For me, it was the stories of other autistic women’s lives, particularly Hannah Gadsby’s show Douglas, which echoed so closely to my own experiences, that led me to consider I too might be autistic. But even then I was so doubtful of my own perception I did nothing to seek a diagnosis for almost two years after the first suspicions surfaced. I could make eye contact, had friends, finished university, traveled all over the world, and lived alone. I downplayed the fact that my ability to sustain eye contact is patchy at best; my friendships and relationships come to frequent painful endings; my university career was completed in fits and starts; I have never done well in formal employment, even in my chosen field; and traveling has often been an attempt to escape myself and my feelings of not belonging. I rarely admitted these difficulties and became an expert at denying this reality from myself and the world.
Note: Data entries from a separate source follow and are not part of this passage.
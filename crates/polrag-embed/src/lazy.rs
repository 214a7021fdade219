//! Once-initialized embedder handle.
//!
//! The model is loaded on the first call that needs it. Concurrent first
//! callers block on the same `OnceLock`, so the loader runs exactly once; the
//! loaded model is read-only afterwards. A failed load is remembered and
//! reported on every later call.
use std::sync::OnceLock;

use polrag_core::traits::Embedder;
use polrag_core::{Error, Result};

type Loader = Box<dyn Fn() -> anyhow::Result<Box<dyn Embedder>> + Send + Sync>;

pub struct LazyEmbedder {
    dim: usize,
    loader: Loader,
    cell: OnceLock<std::result::Result<Box<dyn Embedder>, String>>,
}

impl LazyEmbedder {
    pub fn new<F>(dim: usize, loader: F) -> Self
    where
        F: Fn() -> anyhow::Result<Box<dyn Embedder>> + Send + Sync + 'static,
    {
        Self { dim, loader: Box::new(loader), cell: OnceLock::new() }
    }

    /// Force initialization and verify the loaded model's dimensionality.
    pub fn warm_up(&self) -> Result<()> {
        let inner = self.inner()?;
        if inner.dim() != self.dim {
            return Err(Error::DimensionMismatch { expected: self.dim, actual: inner.dim() });
        }
        Ok(())
    }

    fn inner(&self) -> Result<&dyn Embedder> {
        let slot = self.cell.get_or_init(|| (self.loader)().map_err(|e| format!("{e:#}")));
        match slot {
            Ok(embedder) => Ok(embedder.as_ref()),
            Err(msg) => Err(Error::Embedding(format!("model initialization failed: {msg}"))),
        }
    }
}

impl Embedder for LazyEmbedder {
    fn dim(&self) -> usize { self.dim }
    fn embed_batch(&self, texts: &[String]) -> Result<Vec<Vec<f32>>> { self.inner()?.embed_batch(texts) }
}
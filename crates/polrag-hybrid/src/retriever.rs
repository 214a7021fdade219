use std::sync::Arc;
use std::time::Instant;

use serde::Serialize;

use polrag_core::config::RetrievalSettings;
use polrag_core::traits::{CandidateSource, Embedder, MetadataStore};
use polrag_core::{ChunkId, Error, Result, RetrievalFilters, RetrievalRequest, RetrievalResult, EMBEDDING_DIM};

use crate::fusion::fuse;
use crate::rerank::HierarchyReranker;

/// The retrieval orchestrator.
///
/// Holds the shared embedder plus one candidate source and one metadata
/// store. Calls share no mutable state, so one retriever serves any number of
/// threads.
pub struct HybridRetriever<C, M> {
    embedder: Arc<dyn Embedder>,
    candidates: C,
    store: M,
    settings: RetrievalSettings,
    reranker: HierarchyReranker,
}

impl<C, M> HybridRetriever<C, M>
where
    C: CandidateSource,
    M: MetadataStore,
{
    /// Fails with `DimensionMismatch` unless the embedder produces
    /// `EMBEDDING_DIM`-wide vectors.
    pub fn new(embedder: Arc<dyn Embedder>, candidates: C, store: M, settings: RetrievalSettings) -> Result<Self> {
        if embedder.dim() != EMBEDDING_DIM {
            return Err(Error::DimensionMismatch { expected: EMBEDDING_DIM, actual: embedder.dim() });
        }
        let reranker = HierarchyReranker::new(settings.specificity_boost);
        Ok(Self { embedder, candidates, store, settings, reranker })
    }

    /// Number of candidates fetched for `limit` results.
    pub fn overfetch_count(&self, limit: usize) -> usize {
        limit.saturating_mul(self.settings.overfetch_multiplier).min(self.settings.max_candidates)
    }

    /// Rank passages for a query.
    ///
    /// `limit <= 0` returns an empty list without touching any collaborator.
    /// Filters are validated before the first I/O call. An empty index, or a
    /// candidate set the filters remove entirely, is an empty `Ok`.
    pub fn retrieve(&self, request: &RetrievalRequest) -> Result<Vec<RetrievalResult>> {
        if request.limit <= 0 { return Ok(Vec::new()); }
        let filters = RetrievalFilters::from_raw(
            request.region.as_deref(),
            request.content_type.as_deref(),
            request.policy_source.as_deref(),
        )?;
        let limit = self.clamp_limit(request.limit);
        let start = Instant::now();

        let query_vec = self.embedder.embed(&request.query)?;
        let k = self.overfetch_count(limit);
        let candidates = self.candidates.fetch_candidates(&query_vec, k)?;
        tracing::debug!(k, fetched = candidates.len(), "candidates fetched");
        if candidates.is_empty() { return Ok(Vec::new()); }

        let ids: Vec<ChunkId> = candidates.iter().map(|c| c.id.clone()).collect();
        let resolved = self.store.resolve(&ids, &filters)?;
        let fused = fuse(&candidates, &resolved);
        tracing::debug!(resolved = resolved.len(), kept = fused.len(), dropped = candidates.len() - fused.len(), "candidates resolved");

        let mut ranked = self.reranker.rerank(fused, request.prefer_specific);
        ranked.truncate(limit);
        tracing::info!(
            limit,
            returned = ranked.len(),
            prefer_specific = request.prefer_specific,
            elapsed_ms = start.elapsed().as_millis() as u64,
            "retrieval complete"
        );
        Ok(ranked)
    }

    /// Positional form of [`retrieve`](Self::retrieve).
    pub fn search(
        &self,
        query: &str,
        limit: i64,
        region: Option<&str>,
        content_type: Option<&str>,
        policy_source: Option<&str>,
        prefer_specific: bool,
    ) -> Result<Vec<RetrievalResult>> {
        let request = RetrievalRequest {
            query: query.to_string(),
            limit,
            region: region.map(str::to_string),
            content_type: content_type.map(str::to_string),
            policy_source: policy_source.map(str::to_string),
            prefer_specific,
        };
        self.retrieve(&request)
    }

    /// Probe both stores. Never fails; problems are reported per component.
    pub fn health(&self) -> HealthReport {
        let database = component_status(self.store.ping());
        let vector_db = component_status(self.candidates.ping());
        let healthy = database == CONNECTED && vector_db == CONNECTED;
        HealthReport { status: if healthy { "healthy" } else { "degraded" }.to_string(), database, vector_db }
    }

    fn clamp_limit(&self, requested: i64) -> usize {
        let max = self.settings.max_limit;
        match usize::try_from(requested) {
            Ok(n) if n <= max => n,
            _ => {
                tracing::debug!(requested, max, "limit clamped");
                max
            }
        }
    }
}

const CONNECTED: &str = "connected";

fn component_status(probe: Result<()>) -> String {
    match probe {
        Ok(()) => CONNECTED.to_string(),
        Err(e) => format!("error: {e}"),
    }
}

#[derive(Debug, Clone, PartialEq, Eq, Serialize)]
pub struct HealthReport {
    pub status: String,
    pub database: String,
    pub vector_db: String,
}

impl HealthReport {
    pub fn is_healthy(&self) -> bool { self.status == "healthy" }
}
Even after taking multiple online screenings, filling out an extensive evaluation form, and three separate interviews with a clinical psychologist, I was not at all convinced I met the criteria for autism. I remained in doubt until the moment the psychologist confirmed that I unequivocally met all but one of the diagnostic criteria.
I spent the holidays reading everything written by autistic women I could get my hands on. Happily, more and more autistic women and trans and nonbinary people are finding ways to share their own stories. In the last year alone, Sara Gibbs published Drama Queen, Joanne Limburg Letters to My Weird Sisters,Eric Garcia We’re Not Broken,and Hannah Gadsby Ten Steps to Nanette. I tracked down podcasts produced by autistic women and rewatched Douglas. In every chapter, in every episode, I found something that shone a light on experiences or interactions I had never quite understood. It was a relief to know there was finally an explanation for all the ways I had believed I was simply wrong and broken, and a delight to discover a wider community of people who shared similar experiences. Their insights have been far more valuable than the pathologizing and stigmatizing articles and books, which tend to be produced by neurotypical clinical researchers.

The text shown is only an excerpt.